◆ Directions: Write out every line exactly, from the first line of the records below through the line that contains "shows. Text is".

Saved data entries
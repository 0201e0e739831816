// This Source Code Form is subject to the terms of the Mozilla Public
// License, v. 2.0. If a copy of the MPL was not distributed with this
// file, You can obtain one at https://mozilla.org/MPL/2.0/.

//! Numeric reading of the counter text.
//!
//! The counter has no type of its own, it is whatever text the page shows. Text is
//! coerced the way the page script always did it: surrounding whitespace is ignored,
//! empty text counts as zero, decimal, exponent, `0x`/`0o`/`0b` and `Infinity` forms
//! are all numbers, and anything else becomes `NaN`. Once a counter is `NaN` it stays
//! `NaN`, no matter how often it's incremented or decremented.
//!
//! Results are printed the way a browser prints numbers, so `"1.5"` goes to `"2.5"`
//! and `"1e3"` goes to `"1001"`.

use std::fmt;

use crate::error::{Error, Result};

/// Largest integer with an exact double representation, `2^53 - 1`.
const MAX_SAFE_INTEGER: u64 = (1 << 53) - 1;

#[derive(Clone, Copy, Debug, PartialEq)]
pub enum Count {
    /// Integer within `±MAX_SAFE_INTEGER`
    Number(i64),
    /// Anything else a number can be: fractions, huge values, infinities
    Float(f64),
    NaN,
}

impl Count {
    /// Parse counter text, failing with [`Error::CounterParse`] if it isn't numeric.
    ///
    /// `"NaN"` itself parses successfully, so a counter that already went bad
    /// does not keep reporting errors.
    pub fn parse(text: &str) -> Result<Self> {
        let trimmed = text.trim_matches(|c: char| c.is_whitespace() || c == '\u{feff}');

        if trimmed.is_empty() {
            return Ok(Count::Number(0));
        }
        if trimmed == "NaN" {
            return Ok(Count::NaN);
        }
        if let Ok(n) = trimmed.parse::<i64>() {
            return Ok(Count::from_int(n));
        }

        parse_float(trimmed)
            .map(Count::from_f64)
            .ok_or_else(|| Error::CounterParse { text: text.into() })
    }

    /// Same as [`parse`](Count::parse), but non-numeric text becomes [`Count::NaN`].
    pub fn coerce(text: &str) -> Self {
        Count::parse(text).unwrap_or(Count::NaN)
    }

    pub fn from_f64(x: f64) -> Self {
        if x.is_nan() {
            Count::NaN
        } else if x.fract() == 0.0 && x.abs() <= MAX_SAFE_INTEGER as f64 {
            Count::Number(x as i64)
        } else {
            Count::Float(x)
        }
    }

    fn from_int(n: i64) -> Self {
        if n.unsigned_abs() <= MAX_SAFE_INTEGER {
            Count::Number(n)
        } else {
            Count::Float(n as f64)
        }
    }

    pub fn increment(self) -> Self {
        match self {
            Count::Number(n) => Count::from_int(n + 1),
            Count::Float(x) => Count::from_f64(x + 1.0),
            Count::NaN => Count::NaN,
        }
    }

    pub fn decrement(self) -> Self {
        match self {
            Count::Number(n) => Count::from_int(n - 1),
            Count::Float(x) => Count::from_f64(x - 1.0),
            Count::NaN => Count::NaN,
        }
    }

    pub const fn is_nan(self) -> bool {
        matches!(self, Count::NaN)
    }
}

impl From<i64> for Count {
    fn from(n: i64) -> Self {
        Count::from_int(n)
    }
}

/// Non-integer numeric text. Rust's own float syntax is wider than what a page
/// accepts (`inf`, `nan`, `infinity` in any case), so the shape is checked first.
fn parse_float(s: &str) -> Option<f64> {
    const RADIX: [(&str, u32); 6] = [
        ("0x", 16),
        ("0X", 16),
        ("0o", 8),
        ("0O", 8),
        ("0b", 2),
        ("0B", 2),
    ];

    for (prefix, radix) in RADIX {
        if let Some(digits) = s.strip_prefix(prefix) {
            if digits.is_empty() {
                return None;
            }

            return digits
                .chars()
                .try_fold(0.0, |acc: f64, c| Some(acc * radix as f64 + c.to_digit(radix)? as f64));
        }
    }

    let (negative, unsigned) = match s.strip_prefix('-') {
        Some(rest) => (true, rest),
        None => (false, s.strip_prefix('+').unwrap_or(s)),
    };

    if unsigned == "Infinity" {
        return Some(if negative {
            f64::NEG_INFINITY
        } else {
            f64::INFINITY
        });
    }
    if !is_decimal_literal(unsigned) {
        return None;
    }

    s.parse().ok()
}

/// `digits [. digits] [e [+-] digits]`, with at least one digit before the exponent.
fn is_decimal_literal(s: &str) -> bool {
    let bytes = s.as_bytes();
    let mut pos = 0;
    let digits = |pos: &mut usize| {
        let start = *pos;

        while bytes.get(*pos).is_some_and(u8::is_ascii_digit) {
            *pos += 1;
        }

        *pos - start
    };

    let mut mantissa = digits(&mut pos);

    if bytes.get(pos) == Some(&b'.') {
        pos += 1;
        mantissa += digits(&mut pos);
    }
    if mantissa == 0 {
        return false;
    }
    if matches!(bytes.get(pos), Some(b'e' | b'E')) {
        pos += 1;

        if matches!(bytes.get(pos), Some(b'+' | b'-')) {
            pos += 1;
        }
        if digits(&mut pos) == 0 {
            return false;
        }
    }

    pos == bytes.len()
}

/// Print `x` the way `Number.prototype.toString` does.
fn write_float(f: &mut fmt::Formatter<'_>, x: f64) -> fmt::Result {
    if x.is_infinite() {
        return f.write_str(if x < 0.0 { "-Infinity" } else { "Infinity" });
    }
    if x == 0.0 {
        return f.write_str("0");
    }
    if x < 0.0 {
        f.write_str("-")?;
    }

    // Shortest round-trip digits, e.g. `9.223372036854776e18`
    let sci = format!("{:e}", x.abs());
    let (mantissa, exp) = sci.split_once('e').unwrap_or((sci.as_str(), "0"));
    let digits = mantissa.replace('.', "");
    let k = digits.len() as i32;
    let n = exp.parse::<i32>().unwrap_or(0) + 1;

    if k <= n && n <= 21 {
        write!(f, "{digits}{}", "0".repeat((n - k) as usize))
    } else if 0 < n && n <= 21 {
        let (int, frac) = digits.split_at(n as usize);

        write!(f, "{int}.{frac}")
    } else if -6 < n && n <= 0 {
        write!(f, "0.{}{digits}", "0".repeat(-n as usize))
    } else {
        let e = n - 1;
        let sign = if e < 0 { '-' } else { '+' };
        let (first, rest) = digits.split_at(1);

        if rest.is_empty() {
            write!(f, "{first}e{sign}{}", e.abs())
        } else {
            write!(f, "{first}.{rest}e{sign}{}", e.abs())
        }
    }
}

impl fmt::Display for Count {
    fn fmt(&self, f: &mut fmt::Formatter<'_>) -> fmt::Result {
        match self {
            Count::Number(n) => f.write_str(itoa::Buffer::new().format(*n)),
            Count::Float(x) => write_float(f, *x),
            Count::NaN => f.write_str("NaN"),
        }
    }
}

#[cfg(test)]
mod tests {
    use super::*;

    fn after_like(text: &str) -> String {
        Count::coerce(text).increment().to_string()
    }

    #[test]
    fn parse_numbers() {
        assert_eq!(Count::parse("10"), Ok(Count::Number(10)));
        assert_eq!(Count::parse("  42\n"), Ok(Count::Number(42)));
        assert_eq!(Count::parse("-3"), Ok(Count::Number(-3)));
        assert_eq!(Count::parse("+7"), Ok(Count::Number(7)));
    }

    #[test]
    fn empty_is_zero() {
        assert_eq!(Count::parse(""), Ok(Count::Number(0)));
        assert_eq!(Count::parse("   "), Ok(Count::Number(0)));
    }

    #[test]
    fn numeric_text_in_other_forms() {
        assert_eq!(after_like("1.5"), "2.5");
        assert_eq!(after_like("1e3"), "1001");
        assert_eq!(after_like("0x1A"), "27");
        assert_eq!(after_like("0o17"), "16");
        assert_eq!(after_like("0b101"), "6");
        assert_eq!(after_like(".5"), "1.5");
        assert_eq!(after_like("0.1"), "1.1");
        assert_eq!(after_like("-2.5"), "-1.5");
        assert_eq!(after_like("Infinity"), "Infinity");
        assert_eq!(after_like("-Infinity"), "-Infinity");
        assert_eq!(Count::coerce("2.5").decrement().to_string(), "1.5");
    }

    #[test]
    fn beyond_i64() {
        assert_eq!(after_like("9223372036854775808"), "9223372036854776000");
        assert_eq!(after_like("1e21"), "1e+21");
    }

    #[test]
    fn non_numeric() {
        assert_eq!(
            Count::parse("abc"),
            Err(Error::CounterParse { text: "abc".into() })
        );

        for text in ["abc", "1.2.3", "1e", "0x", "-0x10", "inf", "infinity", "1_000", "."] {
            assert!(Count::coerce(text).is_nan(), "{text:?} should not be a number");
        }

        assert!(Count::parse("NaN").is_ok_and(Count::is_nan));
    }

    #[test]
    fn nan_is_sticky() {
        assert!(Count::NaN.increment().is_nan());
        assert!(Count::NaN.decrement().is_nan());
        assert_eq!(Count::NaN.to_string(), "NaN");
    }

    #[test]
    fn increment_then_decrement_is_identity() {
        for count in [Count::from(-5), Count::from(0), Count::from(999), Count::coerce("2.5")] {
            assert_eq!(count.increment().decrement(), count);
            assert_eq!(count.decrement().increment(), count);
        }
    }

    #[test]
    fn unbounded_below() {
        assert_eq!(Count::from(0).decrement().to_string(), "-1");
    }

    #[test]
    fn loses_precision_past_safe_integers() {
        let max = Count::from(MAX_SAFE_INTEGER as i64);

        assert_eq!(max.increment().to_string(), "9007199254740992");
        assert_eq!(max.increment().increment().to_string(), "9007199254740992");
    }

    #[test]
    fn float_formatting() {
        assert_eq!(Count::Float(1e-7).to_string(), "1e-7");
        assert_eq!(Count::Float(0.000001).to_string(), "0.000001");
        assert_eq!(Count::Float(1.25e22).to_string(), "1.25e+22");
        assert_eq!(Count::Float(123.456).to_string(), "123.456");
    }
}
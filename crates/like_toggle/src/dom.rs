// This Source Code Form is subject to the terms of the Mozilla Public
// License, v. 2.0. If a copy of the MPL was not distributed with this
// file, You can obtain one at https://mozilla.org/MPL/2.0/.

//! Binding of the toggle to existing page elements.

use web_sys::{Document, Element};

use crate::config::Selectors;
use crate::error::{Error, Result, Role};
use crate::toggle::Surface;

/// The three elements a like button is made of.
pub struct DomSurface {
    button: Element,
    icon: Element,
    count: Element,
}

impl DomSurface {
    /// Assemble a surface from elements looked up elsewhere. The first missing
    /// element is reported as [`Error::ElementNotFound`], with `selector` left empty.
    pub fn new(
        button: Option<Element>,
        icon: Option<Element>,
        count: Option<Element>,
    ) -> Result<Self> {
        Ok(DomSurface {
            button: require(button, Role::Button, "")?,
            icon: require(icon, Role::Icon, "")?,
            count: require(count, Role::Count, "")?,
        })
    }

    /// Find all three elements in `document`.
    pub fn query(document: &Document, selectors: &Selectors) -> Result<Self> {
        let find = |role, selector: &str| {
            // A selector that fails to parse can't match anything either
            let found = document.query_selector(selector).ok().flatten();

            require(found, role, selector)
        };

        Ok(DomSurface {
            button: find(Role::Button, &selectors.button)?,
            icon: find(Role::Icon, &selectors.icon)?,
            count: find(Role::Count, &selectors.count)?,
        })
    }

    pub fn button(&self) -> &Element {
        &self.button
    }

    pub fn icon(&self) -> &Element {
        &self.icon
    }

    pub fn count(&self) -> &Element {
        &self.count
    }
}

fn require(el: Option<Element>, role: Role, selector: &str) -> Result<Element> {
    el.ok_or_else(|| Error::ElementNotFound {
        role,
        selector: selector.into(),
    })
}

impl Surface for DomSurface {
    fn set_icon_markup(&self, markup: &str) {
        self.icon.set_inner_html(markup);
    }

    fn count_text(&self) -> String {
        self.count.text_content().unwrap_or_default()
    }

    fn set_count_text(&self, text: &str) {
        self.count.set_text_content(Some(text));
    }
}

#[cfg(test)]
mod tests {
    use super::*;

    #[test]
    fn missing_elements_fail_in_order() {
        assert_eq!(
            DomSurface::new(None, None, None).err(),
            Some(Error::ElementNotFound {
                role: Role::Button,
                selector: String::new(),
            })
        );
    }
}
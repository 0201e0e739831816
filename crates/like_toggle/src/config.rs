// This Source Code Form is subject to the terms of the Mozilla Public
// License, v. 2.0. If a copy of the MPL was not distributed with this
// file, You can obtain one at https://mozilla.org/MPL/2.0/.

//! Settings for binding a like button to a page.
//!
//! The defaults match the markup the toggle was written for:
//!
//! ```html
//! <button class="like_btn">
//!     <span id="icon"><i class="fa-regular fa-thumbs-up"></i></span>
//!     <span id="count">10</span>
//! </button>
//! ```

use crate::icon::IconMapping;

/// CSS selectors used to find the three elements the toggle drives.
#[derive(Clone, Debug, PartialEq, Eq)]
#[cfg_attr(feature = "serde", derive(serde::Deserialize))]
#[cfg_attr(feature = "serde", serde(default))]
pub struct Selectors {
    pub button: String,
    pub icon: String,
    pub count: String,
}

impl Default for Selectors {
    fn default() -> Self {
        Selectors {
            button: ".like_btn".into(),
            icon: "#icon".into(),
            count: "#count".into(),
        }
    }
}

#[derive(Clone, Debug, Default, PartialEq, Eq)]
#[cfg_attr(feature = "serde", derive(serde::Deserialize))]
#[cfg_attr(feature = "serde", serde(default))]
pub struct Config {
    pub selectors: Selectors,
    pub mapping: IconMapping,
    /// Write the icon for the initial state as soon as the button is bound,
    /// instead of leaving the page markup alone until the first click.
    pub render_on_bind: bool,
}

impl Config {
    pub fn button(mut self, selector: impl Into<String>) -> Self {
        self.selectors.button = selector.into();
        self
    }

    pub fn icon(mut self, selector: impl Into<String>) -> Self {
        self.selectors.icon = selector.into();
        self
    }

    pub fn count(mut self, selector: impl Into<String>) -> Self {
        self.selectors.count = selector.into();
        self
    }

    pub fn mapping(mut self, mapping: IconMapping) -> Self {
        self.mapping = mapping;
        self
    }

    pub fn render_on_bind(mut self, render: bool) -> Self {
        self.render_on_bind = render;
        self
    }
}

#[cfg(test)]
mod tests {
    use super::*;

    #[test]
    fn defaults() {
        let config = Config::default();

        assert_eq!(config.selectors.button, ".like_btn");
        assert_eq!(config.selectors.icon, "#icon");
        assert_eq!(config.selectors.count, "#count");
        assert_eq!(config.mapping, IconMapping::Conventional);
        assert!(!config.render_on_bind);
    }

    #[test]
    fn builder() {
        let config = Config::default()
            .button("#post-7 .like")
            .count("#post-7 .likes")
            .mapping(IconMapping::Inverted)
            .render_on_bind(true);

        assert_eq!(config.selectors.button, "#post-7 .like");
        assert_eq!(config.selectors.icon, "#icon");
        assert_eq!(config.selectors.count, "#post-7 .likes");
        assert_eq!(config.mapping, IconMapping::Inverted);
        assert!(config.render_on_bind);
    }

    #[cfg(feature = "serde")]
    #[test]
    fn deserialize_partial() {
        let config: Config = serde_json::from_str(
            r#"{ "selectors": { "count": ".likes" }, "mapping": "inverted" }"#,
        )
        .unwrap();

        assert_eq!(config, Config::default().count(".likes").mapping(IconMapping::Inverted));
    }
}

◆ Solution for this task:
repository 0201e0e739831816
// This Source Code Form is subject to the terms of the Mozilla Public
// License, v. 2.0. If a copy of the MPL was not distributed with this
// file, You can obtain one at https://mozilla.org/MPL/2.0/.

//! Numeric reading of the counter text.
//!
//! The counter has no type of its own, it is whatever text the page shows. Text is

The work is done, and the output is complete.